Expanding the spectrum of autosomal dominant ATP6V1A-related disease: case report and literature review

Background: Developmental and epileptic encephalopathies (DEE) are a group of disorders often linked to de novo mutations, including those in the ATP6V1A gene. These mutations, particularly dominant gain-of-function (GOF) variants, have been associated with a spectrum of phenotypes, ranging from severe DEE and infantile spasms to milder conditions like autism spectrum disorder and language delays. Methods: We aim to expand ATP6V1A-related disease spectrum by describing a six-year-old boy who presented with a febrile seizure, mild intellectual disability (ID), language delay, acquired microcephaly, and dysmorphic features. Results: Genetic analysis revealed a novel de novo heterozygous pathogenic variant (c.82G>A, p.Val28Met) in the ATP6V1A gene. He did not develop epilepsy, and neuroimaging remained normal over five years of follow-up.
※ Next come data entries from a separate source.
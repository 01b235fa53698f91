//! Static bot configuration, read once at startup.

use std::collections::HashSet;
use std::path::PathBuf;
use std::str::FromStr;
use std::time::Duration;
use thiserror::Error;

const DEFAULT_STORIES_FILE: &str = "stories.jsonl";
const DEFAULT_PUBLISH_TIMEOUT: Duration = Duration::from_secs(15);

/// Errors from building a configuration.
#[derive(Debug, Error)]
pub enum ConfigError {
    #[error("No CHANNEL_ID configured - set the CHANNEL_ID environment variable")]
    MissingChannel,

    #[error("Invalid publish mode {0:?} (expected \"auto\" or \"manual\")")]
    InvalidMode(String),

    #[error("Invalid value for {name}: {reason}")]
    InvalidValue { name: &'static str, reason: String },
}

/// Whether new stories go to the channel right away or wait for an admin.
#[derive(Debug, Clone, Copy, PartialEq, Eq, Default)]
pub enum PublishMode {
    /// Publish every accepted story immediately.
    #[default]
    Auto,
    /// Store only; an admin publishes with `/post`.
    Manual,
}

impl FromStr for PublishMode {
    type Err = ConfigError;

    fn from_str(s: &str) -> Result<Self, Self::Err> {
        match s.trim().to_ascii_lowercase().as_str() {
            "auto" | "true" | "1" | "on" => Ok(PublishMode::Auto),
            "manual" | "false" | "0" | "off" => Ok(PublishMode::Manual),
            other => Err(ConfigError::InvalidMode(other.to_string())),
        }
    }
}

/// The fixed set of users allowed to list and publish stories.
#[derive(Debug, Clone, Default, PartialEq, Eq)]
pub struct PrivilegedUsers(HashSet<i64>);

impl PrivilegedUsers {
    pub fn new(ids: impl IntoIterator<Item = i64>) -> Self {
        Self(ids.into_iter().collect())
    }

    /// Parse a comma-separated id list such as `"123, 456"`.
    ///
    /// Blank entries are skipped; a single malformed entry rejects the list.
    pub fn parse(list: &str) -> Result<Self, ConfigError> {
        list.split(',')
            .map(str::trim)
            .filter(|s| !s.is_empty())
            .map(|s| {
                s.parse::<i64>().map_err(|e| ConfigError::InvalidValue {
                    name: "ADMIN_IDS",
                    reason: format!("{s:?}: {e}"),
                })
            })
            .collect::<Result<HashSet<_>, _>>()
            .map(Self)
    }

    pub fn contains(&self, user_id: i64) -> bool {
        self.0.contains(&user_id)
    }

    pub fn is_empty(&self) -> bool {
        self.0.is_empty()
    }

    /// Sorted ids, for logging.
    pub fn ids(&self) -> Vec<i64> {
        let mut ids: Vec<_> = self.0.iter().copied().collect();
        ids.sort_unstable();
        ids
    }
}

/// Configuration shared by both pipelines.
#[derive(Debug, Clone)]
pub struct BotConfig {
    /// Auto-publish or manual moderation.
    pub mode: PublishMode,

    /// Users who may run admin commands.
    pub privileged: PrivilegedUsers,

    /// Channel the publisher posts to (numeric id or `@username`).
    pub channel: String,

    /// Location of the story log.
    pub stories_path: PathBuf,

    /// Upper bound on a single publish call.
    pub publish_timeout: Duration,
}

impl BotConfig {
    /// Create a config for the given channel with defaults for everything else.
    pub fn new(channel: impl Into<String>) -> Self {
        Self {
            mode: PublishMode::default(),
            privileged: PrivilegedUsers::default(),
            channel: channel.into(),
            stories_path: PathBuf::from(DEFAULT_STORIES_FILE),
            publish_timeout: DEFAULT_PUBLISH_TIMEOUT,
        }
    }

    /// Build the config from environment variables.
    ///
    /// - `CHANNEL_ID` (required)
    /// - `ADMIN_IDS`: comma-separated user ids; unparsable lists are logged
    ///   and treated as empty
    /// - `STORY_PUBLISH_MODE`: `auto` (default) or `manual`
    /// - `STORIES_FILE`: log path, default `stories.jsonl`
    /// - `PUBLISH_TIMEOUT_SECS`: default 15
    pub fn from_env() -> Result<Self, ConfigError> {
        Self::from_lookup(|name| std::env::var(name).ok())
    }

    /// Build the config from any variable source.
    pub fn from_lookup(lookup: impl Fn(&str) -> Option<String>) -> Result<Self, ConfigError> {
        let channel = lookup("CHANNEL_ID")
            .map(|c| c.trim().to_string())
            .filter(|c| !c.is_empty())
            .ok_or(ConfigError::MissingChannel)?;

        let mut config = Self::new(channel);

        if let Some(list) = lookup("ADMIN_IDS") {
            config.privileged = PrivilegedUsers::parse(&list).unwrap_or_else(|e| {
                tracing::error!(error = %e, "ignoring ADMIN_IDS, no admins configured");
                PrivilegedUsers::default()
            });
        }

        if let Some(mode) = lookup("STORY_PUBLISH_MODE") {
            config.mode = mode.parse()?;
        }

        if let Some(path) = lookup("STORIES_FILE").filter(|p| !p.trim().is_empty()) {
            config.stories_path = PathBuf::from(path.trim());
        }

        if let Some(secs) = lookup("PUBLISH_TIMEOUT_SECS") {
            let secs: u64 = secs.trim().parse().map_err(|e| ConfigError::InvalidValue {
                name: "PUBLISH_TIMEOUT_SECS",
                reason: format!("{secs:?}: {e}"),
            })?;
            config.publish_timeout = Duration::from_secs(secs.max(1));
        }

        Ok(config)
    }

    /// Set the publication mode.
    pub fn with_mode(mut self, mode: PublishMode) -> Self {
        self.mode = mode;
        self
    }

    /// Set the privileged user ids.
    pub fn with_admins(mut self, ids: impl IntoIterator<Item = i64>) -> Self {
        self.privileged = PrivilegedUsers::new(ids);
        self
    }

    /// Set the story log path.
    pub fn with_stories_path(mut self, path: impl Into<PathBuf>) -> Self {
        self.stories_path = path.into();
        self
    }

    /// Set the publish timeout.
    pub fn with_publish_timeout(mut self, timeout: Duration) -> Self {
        self.publish_timeout = timeout;
        self
    }

    /// The `is_privileged` check used by every admin operation.
    pub fn is_privileged(&self, user_id: i64) -> bool {
        self.privileged.contains(user_id)
    }
}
Although ATP6V1A mutations have traditionally been linked to severe neurodevelopmental disorders, often with early-onset epilepsy, they may exhibit milder, non-progressive phenotypes, challenging previous assumptions about the severity of ATP6V1A-related conditions. Conclusions: This case expands the known clinical spectrum, illustrating that not all patients with ATP6V1A mutations exhibit severe neurological impairment or epilepsy and underscoring the importance of including this gene in differential diagnoses for developmental delays, especially when febrile seizures or dysmorphic features are present. Broader genotype-phenotype correlations are essential for improving predictive accuracy and guiding clinical management, especially as more cases with mild presentations are identified.